I just finished the first version of a Solid app for tracking movies that I’ve been working on. I’ll post about that next week, but now I’d like to discuss on the state of the art for querying large containers (as in LDP containers).
I am using node-solid-server, and I have a container with 1411 documents. I wouldn’t say that this is “a large container”, but I’m calling it such because I’ve struggled a lot in making the application performant. The request to the container alone takes more than a second which is already slow for a single GET request. But then trying to query the documents is a nightmare. I tried using globbing, but after loading for a while I get a 500 error (probably due to an out-of-memory exception, although I haven’t checked). So I have to request the documents one by one, and even making parallel requests in chunks it takes almost 3 minutes for the application to load.

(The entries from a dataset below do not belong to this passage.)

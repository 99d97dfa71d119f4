use crossterm::style::{Color, Stylize};

use std::fmt;

/// The endpoint role a cell may hold. Start and end are mutually exclusive.
#[derive(Default, Debug, Clone, Copy, PartialEq, Eq)]
pub enum Role {
    #[default]
    None,
    Start,
    End,
}

/// A single grid position together with the bookkeeping solvers leave on it.
#[derive(Debug, Clone, Copy, PartialEq, Eq)]
pub struct Cell {
    pub is_wall: bool,
    pub role: Role,
    /// Expanded by the current solve pass.
    pub visited: bool,
    /// Discovered but not yet expanded.
    pub frontier: bool,
    /// Part of the reported solution path.
    pub in_path: bool,
    /// Accumulated cost from the start (distance / gScore). `None` stands for +∞.
    pub distance: Option<u32>,
    /// A* estimate `gScore + heuristic`. `None` stands for +∞.
    pub f_score: Option<u32>,
    /// Flat index of the cell this one was reached from.
    pub parent: Option<usize>,
}

impl Default for Cell {
    fn default() -> Self {
        Cell::EMPTY
    }
}

impl Cell {
    pub const EMPTY: Cell = Cell {
        is_wall: false,
        role: Role::None,
        visited: false,
        frontier: false,
        in_path: false,
        distance: None,
        f_score: None,
        parent: None,
    };
    /// The width of each cell when rendered, in character widths.
    pub const CELL_WIDTH: u16 = 2;

    pub fn is_start(&self) -> bool {
        self.role == Role::Start
    }

    pub fn is_end(&self) -> bool {
        self.role == Role::End
    }

    /// Whether the cell holds the start or end role.
    pub fn is_endpoint(&self) -> bool {
        self.role != Role::None
    }

    /// Clears every solve-pass mark, keeping wall and role.
    pub(crate) fn reset_search_state(&mut self) {
        self.visited = false;
        self.frontier = false;
        self.in_path = false;
        self.distance = None;
        self.f_score = None;
        self.parent = None;
    }
}

impl fmt::Display for Cell {
    fn fmt(&self, f: &mut fmt::Formatter<'_>) -> fmt::Result {
        // Roles win over search marks, walls win over everything else
        let styled_symbol = if self.is_wall {
            "⬜".with(Color::White)
        } else {
            match self.role {
                Role::Start => "🟩".with(Color::Green),
                Role::End => "🟥".with(Color::Red),
                Role::None if self.in_path => "🟨".with(Color::Yellow),
                Role::None if self.visited => "* ".with(Color::Blue),
                Role::None if self.frontier => "+ ".with(Color::Cyan),
                Role::None => "  ".with(Color::Reset),
            }
        };

        #[cfg(debug_assertions)]
        {
            use unicode_width::UnicodeWidthStr;
            assert_eq!(
                styled_symbol.content().width(),
                Cell::CELL_WIDTH as usize,
                "Each cell must occupy exactly two character widths."
            );
        }

        write!(f, "{}", styled_symbol)
    }
}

Given this situation, the only solution I could think of is caching all the documents locally. This still doesn’t fix the initial loading time of 3 minutes (much worse on mobile), but at least subsequent sessions are acceptable.
But there is still an additional problem. Given that I’m caching all the documents, I need to know when a document has been updated to invalidate the cache. I am using the purl:modified of the document returned in the container request and that’s fine. But as I said, the container request takes more than a second. And it is much worse on mobile, although I suspect it is related to parsing a big turtle document (that’s a discussion for another day). So I’d like to avoid this request as well. What I’ve done is read the purl:modified of the container, getting the container’s parent first. But one problem I’ve found with this is that value seems to be changed every time I perform a GET request on the container. I don’t understand why that happens, I was assuming reading the container didn’t cause it to be modified. So one problem with this is that every time I use the app in a different device, other devices will be slower to boot up.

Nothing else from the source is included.